Kansas medical specialist explains why teens are at higher risk for car crashes

KANSAS CITY, Kan. - In the past week, at least three Kansas City area teens have died in car crashes. Dr. Lore Nelson, a specialist in adolescent medicine with the University of Kansas Medical Center, explains that a teenager's brain development can be a contributing factor.

Studies show that human brain development is not mature until people approach their early 20s. Experts say that's why many teenagers often believe they are invincible and are not able to consider potential consequences to their actions.

Nelson has treated many teenagers who have survived traumatic car crashes and accidents.

"The frontal cortex, the part of the brain in the forehead area, is where a person makes judgments and decisions," she explained. "In a teenager, that part of the brain is not fully developed until they are in their early or mid-20s."

Liza Clough, 17, knows the pain and sorrow a teenager's death can bring to a family. Her brother died following a bicycle accident in 2005.

Jake Clough was wearing his helmet, riding his bicycle, when he mistakenly failed to stop at a stop sign and was hit by a car. He died a month later from unrelated complications to the bicycle accident. He was 15.

"I miss him everyday and I think about him everyday," Liza said. "I think he would remind other teens to be safe like he was and wear their bicycle helmets."

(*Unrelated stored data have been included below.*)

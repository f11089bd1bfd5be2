use sf_core::types::WorkflowId;
use thiserror::Error;

pub type CheckpointResult<T> = Result<T, CheckpointError>;

#[derive(Debug, Error)]
pub enum CheckpointError {
    #[error("workflow {0} has no checkpoints")]
    NoCheckpoints(WorkflowId),

    #[error("workflow {workflow_id} has no checkpoint at seq {seq}")]
    SeqNotFound { workflow_id: WorkflowId, seq: u64 },

    #[error("workflow {0} has no metadata")]
    NoMetadata(WorkflowId),

    #[error("checkpoint serialization failed: {0}")]
    Serialize(String),

    #[error("checkpoint deserialization failed: {0}")]
    Deserialize(String),

    #[error("i/o error: {0}")]
    Io(#[from] std::io::Error),
}
//! Workflow State and the plan/node/event vocabulary shared
//! between the engine, scheduler, and checkpoint store. This module defines
//! data only; `sf-engine` owns the state machine that mutates it.

use std::collections::BTreeMap;

use chrono::{DateTime, Utc};
use serde::{Deserialize, Serialize};
use strum::{Display, EnumString};

use sf_core::types::{ToolId, WorkflowId};

use crate::finding::UnifiedFinding;
use crate::request::Target;

/// `(workflow_id, checkpoint_seq)` — the stable identity of one immutable
/// checkpoint.
#[derive(Debug, Clone, Copy, PartialEq, Eq, PartialOrd, Ord, Serialize, Deserialize)]
pub struct CheckpointId {
    pub seq: u64,
}

impl CheckpointId {
    #[must_use]
    pub const fn new(seq: u64) -> Self {
        Self { seq }
    }
}

#[derive(Debug, Clone, Copy, PartialEq, Eq, Serialize, Deserialize, Display, EnumString)]
#[serde(rename_all = "UPPERCASE")]
#[strum(serialize_all = "UPPERCASE")]
pub enum WorkflowPhase {
    Pending,
    Running,
    Paused,
    Succeeded,
    Failed,
    Canceled,
}

impl WorkflowPhase {
    #[must_use]
    pub const fn is_terminal(self) -> bool {
        matches!(self, Self::Succeeded | Self::Failed | Self::Canceled)
    }
}

/// A unit of work in a plan. Carries enough to be
/// re-derived deterministically from a checkpoint: no runtime handles,
/// only the tool ids and policy a node needs.
#[derive(Debug, Clone, Serialize, Deserialize)]
#[serde(tag = "kind", rename_all = "snake_case")]
pub enum NodeKind {
    Initialize,
    SingleScan { tool_id: ToolId },
    ParallelScan { tool_ids: Vec<ToolId> },
    ResultCollection,
    Validation { severity_floor: Option<crate::severity::SeverityLevel>, required_cwes: Vec<u32>, excluded_cwes: Vec<u32> },
    HumanReview,
    /// Re-run of the node at `retry_of` under a stricter policy: re-runs the
    /// immediately preceding scan node.
    Retry { retry_of: usize },
    Finalize,
}

#[derive(Debug, Clone, Serialize, Deserialize)]
pub struct NodeSpec {
    pub kind: NodeKind,
}

#[derive(Debug, Clone, Copy, PartialEq, Eq, Serialize, Deserialize, Display, EnumString)]
#[serde(rename_all = "UPPERCASE")]
#[strum(serialize_all = "UPPERCASE")]
pub enum NodeStatus {
    Pending,
    Running,
    Succeeded,
    Failed,
    Skipped,
}

#[derive(Debug, Clone, Serialize, Deserialize)]
pub struct NodeResult {
    pub status: NodeStatus,
    pub started_at: Option<DateTime<Utc>>,
    pub finished_at: Option<DateTime<Utc>>,
    pub attempts: u32,
    pub diagnostic: Option<String>,
}

impl Default for NodeResult {
    fn default() -> Self {
        Self {
            status: NodeStatus::Pending,
            started_at: None,
            finished_at: None,
            attempts: 0,
            diagnostic: None,
        }
    }
}

/// Events the engine emits over the course of a run. Each is
/// idempotent-keyed by `(workflow_id, seq)` — `seq` here is the event's own
/// monotonic sequence number within the workflow, independent of
/// `checkpoint_seq` (a node can emit several events between checkpoints).
#[derive(Debug, Clone, Serialize, Deserialize)]
#[serde(tag = "type", rename_all = "snake_case")]
pub enum WorkflowEvent {
    WorkflowStarted,
    NodeStarted { kind: String, index: usize },
    ToolStarted { tool_id: ToolId },
    FindingEmitted { finding_id: String },
    ToolFinished { tool_id: ToolId, status: String },
    NodeFinished { kind: String, index: usize, status: NodeStatus },
    Progress { value: f32 },
    CheckpointSaved { seq: u64 },
    Paused,
    Resumed,
    WorkflowFinished { phase: WorkflowPhase },
}

#[derive(Debug, Clone, Serialize, Deserialize)]
pub struct TimestampedEvent {
    pub seq: u64,
    pub at: DateTime<Utc>,
    pub event: WorkflowEvent,
}

/// Full state of one workflow instance. A checkpoint is an
/// immutable snapshot of exactly this struct.
#[derive(Debug, Clone, Serialize, Deserialize)]
pub struct WorkflowState {
    pub workflow_id: WorkflowId,
    pub workflow_type: String,
    pub phase: WorkflowPhase,
    pub target: Target,
    pub selected_tool_ids: Vec<ToolId>,
    pub plan: Vec<NodeSpec>,
    pub cursor: usize,
    pub node_results: Vec<NodeResult>,
    pub findings: Vec<UnifiedFinding>,
    pub context: BTreeMap<String, String>,
    pub progress: f32,
    pub error: Option<String>,
    pub created_at: DateTime<Utc>,
    pub updated_at: DateTime<Utc>,
    pub checkpoint_seq: u64,
    pub event_seq: u64,
}

impl WorkflowState {
    #[must_use]
    pub fn new(
        workflow_id: WorkflowId,
        workflow_type: impl Into<String>,
        target: Target,
        selected_tool_ids: Vec<ToolId>,
        plan: Vec<NodeSpec>,
    ) -> Self {
        let now = Utc::now();
        let node_count = plan.len();
        Self {
            workflow_id,
            workflow_type: workflow_type.into(),
            phase: WorkflowPhase::Pending,
            target,
            selected_tool_ids,
            plan,
            cursor: 0,
            node_results: (0..node_count).map(|_| NodeResult::default()).collect(),
            findings: Vec::new(),
            context: BTreeMap::new(),
            progress: 0.0,
            error: None,
            created_at: now,
            updated_at: now,
            checkpoint_seq: 0,
            event_seq: 0,
        }
    }

    /// Invariant: `cursor ≤ |plan|`.
    #[must_use]
    pub fn cursor_in_bounds(&self) -> bool {
        self.cursor <= self.plan.len()
    }

    /// Invariant: `phase=SUCCEEDED` implies `cursor = |plan|`.
    #[must_use]
    pub fn succeeded_implies_cursor_complete(&self) -> bool {
        self.phase != WorkflowPhase::Succeeded || self.cursor == self.plan.len()
    }
}
//! `scanforge run`: build a scenario plan, create the workflow's seq=0
//! checkpoint, and drive it to a terminal phase or a `human_review` pause.

use std::str::FromStr;

use chrono::Utc;
use serde::Serialize;

use sf_core::types::{ToolId, WorkflowId};
use sf_core::ExitCode;
use sf_engine::WorkflowOptions;
use sf_schema::capability::TargetKind;
use sf_schema::request::Target;
use sf_schema::workflow::WorkflowState;
use sf_templates::{Scenario, ValidationPolicy};

use crate::args::Commands;
use crate::config::Config;
use crate::support::{build_engine, emit, map_engine_error};

#[derive(Serialize)]
struct RunSummary {
    workflow_id: String,
    phase: String,
    cursor: usize,
    plan_len: usize,
    finding_count: usize,
}

impl RunSummary {
    fn from_state(state: &WorkflowState) -> Self {
        Self {
            workflow_id: state.workflow_id.to_string(),
            phase: state.phase.to_string(),
            cursor: state.cursor,
            plan_len: state.plan.len(),
            finding_count: state.findings.len(),
        }
    }
}

fn infer_target_kind(target: &str, override_kind: &Option<String>) -> Result<TargetKind, ExitCode> {
    if let Some(kind) = override_kind {
        return TargetKind::from_str(&kind.to_uppercase()).map_err(|_| {
            tracing::error!(target_kind = %kind, "unrecognized --target-kind");
            ExitCode::CLI_ARGS
        });
    }
    if target.starts_with("http://") || target.starts_with("https://") {
        Ok(TargetKind::HttpUrl)
    } else {
        Ok(TargetKind::LocalPath)
    }
}

pub async fn execute(command: Commands, config: &Config) -> Result<(), ExitCode> {
    let Commands::Run {
        workflow_id,
        scenario,
        target,
        target_kind,
        branch,
        commit,
        digest,
        tools,
        required_cwes,
        excluded_cwes,
        timeout_secs,
        max_findings,
        network_allowed,
        project_name,
        triggered_by,
        json,
    } = command
    else {
        unreachable!("dispatch only routes Commands::Run here");
    };

    let scenario = Scenario::parse(&scenario).ok_or_else(|| {
        tracing::error!(scenario = %scenario, "unrecognized scenario");
        ExitCode::CLI_ARGS
    })?;

    let kind = infer_target_kind(&target, &target_kind)?;
    let target = Target {
        kind,
        location: target,
        branch,
        commit,
        digest,
    };

    let tool_ids: Vec<ToolId> = tools.into_iter().map(ToolId::new).collect();

    let severity_floor = config.severity_floor;
    let validation = ValidationPolicy {
        severity_floor,
        required_cwes,
        excluded_cwes,
    };

    let options = WorkflowOptions {
        severity_floor,
        timeout_secs,
        max_findings,
        network_allowed,
        project_name,
        triggered_by,
        ..WorkflowOptions::default()
    };

    let workflow_id = WorkflowId::new(
        workflow_id.unwrap_or_else(|| format!("{}-{}", scenario.name(), Utc::now().timestamp_millis())),
    );

    let engine = build_engine(config);
    let state = engine
        .create_workflow(workflow_id.clone(), scenario, target, tool_ids, validation, options)
        .await
        .map_err(map_engine_error)?;

    let finished = engine.run(state).await.map_err(map_engine_error)?;
    let summary = RunSummary::from_state(&finished);

    emit(&summary, json, |summary| {
        println!("workflow {} finished in phase {}", summary.workflow_id, summary.phase);
        println!("  {}/{} nodes, {} finding(s)", summary.cursor, summary.plan_len, summary.finding_count);
    });

    if finished.phase.is_terminal() && finished.phase != sf_schema::workflow::WorkflowPhase::Succeeded {
        return Err(ExitCode::EXECUTION_FAILED);
    }
    Ok(())
}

Jake's family set up the Head Strong for Jake Foundation, which gives away free bicycle helmets to children.

Since 205 they have donated 9,000 helmets. To learn more about the foundation visit http://headstrongforJake.org.

Nelson said there is no way to rush the development of a teenager's brain. She said that since teenagers are often impulsive and take risks, she recommends parents to be aware of that and do what they can to help the teenager avoid situations that could be deadly or dangerous.